学籍がなく、それでいて多くの情報網を持っている。挙句の果てには、研究者。
どこか哲学的な問いを投げ掛け、子どもとは言い難い程に大人びたその言動。合っていて欲しくないと思うも、1番整合性の高いソレ。
どうか否定して──
「よく分かりましたね。……いえ、結構それらしい要素を散らばせ過ぎましたか」
──欲しかった。
結果は、予想外の朗報ではなかった。つまりは、敵。私とヨグは、相容れない立場同士。
……でも、そう割り切る事も出来そうにない。
私からすれば、”生徒と先生”という関係性がチラついて離れない。「ヨグは生徒では無い」という指摘も、正論。でも、先生としての私が、その正論を受け止めきれない。

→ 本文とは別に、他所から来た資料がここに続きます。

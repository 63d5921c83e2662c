//! Transparent 401-retry gate: collapse concurrent credential expiries into one
//! renewal and replay every waiting request with the refreshed token.

#![deny(clippy::all, missing_docs, unused_crate_dependencies)]

pub mod auth;
pub mod classify;
pub mod coordinator;
pub mod error;
pub mod http;
pub mod intercept;
pub mod obs;
#[cfg(any(test, feature = "test"))]
pub mod _preludet {
	//! Convenience fixtures and helpers for integration tests; enabled via
	//! `cfg(test)` or the `test` crate feature.

	pub use crate::_prelude::*;

	// std
	use std::{
		collections::VecDeque,
		sync::atomic::{AtomicUsize, Ordering},
	};
	// crates.io
	use http::{Method, StatusCode};
	use tokio::sync::Notify;
	// self
	use crate::{
		auth::{CredentialRenewer, CredentialSecret, CredentialSource, RenewalOutcomeFuture, RenewedCredential},
		http::{ReplayFuture, ReplayHttpClient, ReplayResponse, RequestDescription, RequestFailure},
		intercept::AuthGate,
		obs::{RenewalObserver, RenewalPhase},
	};

	/// Credential source backed by a mutable in-memory slot.
	#[derive(Default)]
	pub struct StaticCredentials(Mutex<Option<CredentialSecret>>);
	impl StaticCredentials {
		/// Creates a source already holding the provided credential.
		pub fn holding(value: &str) -> Arc<Self> {
			Arc::new(Self(Mutex::new(Some(CredentialSecret::new(value)))))
		}

		/// Creates a signed-out source.
		pub fn empty() -> Arc<Self> {
			Arc::new(Self::default())
		}

		/// Replaces the held credential.
		pub fn set(&self, value: &str) {
			*self.0.lock() = Some(CredentialSecret::new(value));
		}

		/// Clears the held credential.
		pub fn clear(&self) {
			*self.0.lock() = None;
		}
	}
	impl CredentialSource for StaticCredentials {
		fn current(&self) -> Option<CredentialSecret> {
			self.0.lock().clone()
		}
	}

	/// One scripted outcome popped per renewal invocation.
	#[derive(Clone, Debug)]
	pub enum ScriptedRenewal {
		/// Resolve immediately with the provided value.
		Resolve(RenewedCredential),
		/// Resolve with the provided value after sleeping.
		ResolveAfter(Duration, RenewedCredential),
		/// Resolve with the provided value once [`ScriptedRenewer::release`] is called.
		ResolveWhenReleased(RenewedCredential),
		/// Reject with the provided reason.
		Reject(&'static str),
		/// Never settle; only a deadline can end the session.
		Stall,
	}

	/// Renewal stub that pops scripted outcomes and counts invocations.
	#[derive(Default)]
	pub struct ScriptedRenewer {
		outcomes: Mutex<VecDeque<ScriptedRenewal>>,
		attempts: AtomicUsize,
		release_signal: Arc<Notify>,
	}
	impl ScriptedRenewer {
		/// Creates a renewer that plays back the provided outcomes in order.
		pub fn scripted(outcomes: impl IntoIterator<Item = ScriptedRenewal>) -> Arc<Self> {
			Arc::new(Self {
				outcomes: Mutex::new(outcomes.into_iter().collect()),
				..Default::default()
			})
		}

		/// Returns how many times the renewal operation was invoked.
		pub fn attempts(&self) -> usize {
			self.attempts.load(Ordering::SeqCst)
		}

		/// Releases a pending [`ScriptedRenewal::ResolveWhenReleased`] outcome.
		pub fn release(&self) {
			self.release_signal.notify_one();
		}
	}
	impl CredentialRenewer for ScriptedRenewer {
		fn renew(&self) -> RenewalOutcomeFuture {
			self.attempts.fetch_add(1, Ordering::SeqCst);

			let outcome = self
				.outcomes
				.lock()
				.pop_front()
				.expect("Renewal stub invoked more times than scripted.");
			let release = Arc::clone(&self.release_signal);

			Box::pin(async move {
				match outcome {
					ScriptedRenewal::Resolve(renewed) => Ok(renewed),
					ScriptedRenewal::ResolveAfter(delay, renewed) => {
						tokio::time::sleep(delay).await;

						Ok(renewed)
					},
					ScriptedRenewal::ResolveWhenReleased(renewed) => {
						release.notified().await;

						Ok(renewed)
					},
					ScriptedRenewal::Reject(reason) => Err(reason.into()),
					ScriptedRenewal::Stall => std::future::pending().await,
				}
			})
		}
	}

	/// One scripted transport exchange popped per executed request.
	#[derive(Clone, Debug)]
	pub enum ScriptedExchange {
		/// Respond with the provided status and an empty body.
		Respond(u16),
		/// Fail with [`RequestFailure::Status`] carrying the provided status.
		FailStatus(u16),
		/// Fail with [`RequestFailure::Connectivity`] carrying the provided reason.
		FailConnectivity(&'static str),
	}

	/// Transport double that replays scripted exchanges and records every request.
	///
	/// Once the script runs dry, every further request succeeds with `200`,
	/// which keeps replay assertions short.
	#[derive(Default)]
	pub struct ScriptedTransport {
		exchanges: Mutex<VecDeque<ScriptedExchange>>,
		seen: Mutex<Vec<RequestDescription>>,
	}
	impl ScriptedTransport {
		/// Creates a transport that plays back the provided exchanges in order.
		pub fn scripted(exchanges: impl IntoIterator<Item = ScriptedExchange>) -> Arc<Self> {
			Arc::new(Self {
				exchanges: Mutex::new(exchanges.into_iter().collect()),
				seen: Default::default(),
			})
		}

		/// Appends further exchanges to the script.
		pub fn push(&self, exchange: ScriptedExchange) {
			self.exchanges.lock().push_back(exchange);
		}

		/// Returns every request executed so far, in arrival order.
		pub fn seen(&self) -> Vec<RequestDescription> {
			self.seen.lock().clone()
		}

		/// Returns how many requests were executed so far.
		pub fn seen_count(&self) -> usize {
			self.seen.lock().len()
		}

		/// Returns the authorization header of the `index`-th executed request.
		pub fn authorization_of(&self, index: usize) -> Option<String> {
			let seen = self.seen.lock();

			seen.get(index)
				.and_then(RequestDescription::authorization)
				.and_then(|value| value.to_str().ok())
				.map(str::to_owned)
		}
	}
	impl ReplayHttpClient for ScriptedTransport {
		fn execute(&self, request: RequestDescription) -> ReplayFuture {
			self.seen.lock().push(request.clone());

			let exchange =
				self.exchanges.lock().pop_front().unwrap_or(ScriptedExchange::Respond(200));

			Box::pin(async move {
				match exchange {
					ScriptedExchange::Respond(status) => {
						let mut response = ReplayResponse::new(Vec::new());

						*response.status_mut() = StatusCode::from_u16(status)
							.expect("Scripted status must be a valid HTTP status.");

						Ok(response)
					},
					ScriptedExchange::FailStatus(status) =>
						Err(RequestFailure::Status { status, body: Vec::new(), request: Some(request) }),
					ScriptedExchange::FailConnectivity(reason) =>
						Err(RequestFailure::connectivity(reason, Some(request))),
				}
			})
		}
	}

	/// Observer that records phase transitions and optionally fails on one.
	#[derive(Default)]
	pub struct RecordingObserver {
		phases: Mutex<Vec<RenewalPhase>>,
		fail_on: Option<RenewalPhase>,
	}
	impl RecordingObserver {
		/// Creates an observer that records every transition and accepts them all.
		pub fn recording() -> Arc<Self> {
			Arc::new(Self::default())
		}

		/// Creates an observer that fails when notified of the provided phase.
		pub fn failing_on(phase: RenewalPhase) -> Arc<Self> {
			Arc::new(Self { fail_on: Some(phase), ..Default::default() })
		}

		/// Returns the recorded phase transitions, in notification order.
		pub fn phases(&self) -> Vec<RenewalPhase> {
			self.phases.lock().clone()
		}
	}
	impl RenewalObserver for RecordingObserver {
		fn observe(
			&self,
			phase: RenewalPhase,
			_cause: Option<&(dyn StdError + 'static)>,
		) -> Result<(), BoxError> {
			self.phases.lock().push(phase);

			if self.fail_on == Some(phase) {
				return Err(format!("Observer rejected the {phase} notification.").into());
			}

			Ok(())
		}
	}

	/// Builds a gate wired to a fresh scripted transport plus the provided
	/// renewal and credential fixtures.
	pub fn build_test_gate(
		renewer: Arc<ScriptedRenewer>,
		credentials: Arc<StaticCredentials>,
	) -> (AuthGate<ScriptedTransport>, Arc<ScriptedTransport>) {
		let transport = Arc::new(ScriptedTransport::default());
		let gate = AuthGate::with_http_client(Arc::clone(&transport), renewer, credentials);

		(gate, transport)
	}

	/// Builds a GET request description against a placeholder endpoint.
	pub fn sample_request(path: &str) -> RequestDescription {
		RequestDescription::new(
			Method::GET,
			Url::parse(&format!("https://api.example.test{path}"))
				.expect("Fixture URL must parse."),
		)
	}
}

mod _prelude {
	pub use std::{
		error::Error as StdError,
		fmt::{Debug, Display, Formatter, Result as FmtResult},
		future::Future,
		pin::Pin,
		sync::Arc,
		time::Duration,
	};

	pub use parking_lot::Mutex;
	#[cfg(feature = "reqwest")]
	pub use reqwest::Client as ReqwestClient;
	pub use thiserror::Error as ThisError;
	pub use url::Url;

	pub use crate::error::{BoxError, Error, Result, SharedCause};
}

#[cfg(feature = "reqwest")] pub use reqwest;
pub use url;
#[cfg(test)] use {httpmock as _, reauth_gate as _};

”どうにか正論を誤魔化して、ゲマトリアから身を引かせたい”という
生徒達の自主性を尊重したいという感情と、ゲマトリアから子どもを引き離さないといけないという使命感のジレンマ。今までに味わった事の無い感覚が、私を襲っていた。
「では、またどこかで」
「ッ!ヨグッ!!」
呼び止めるも、反応は無い。振り返る様子も止まる様子もなく、ヨグは暗闇に消えていった。
……どことなく、嫌な予感がして仕方ない。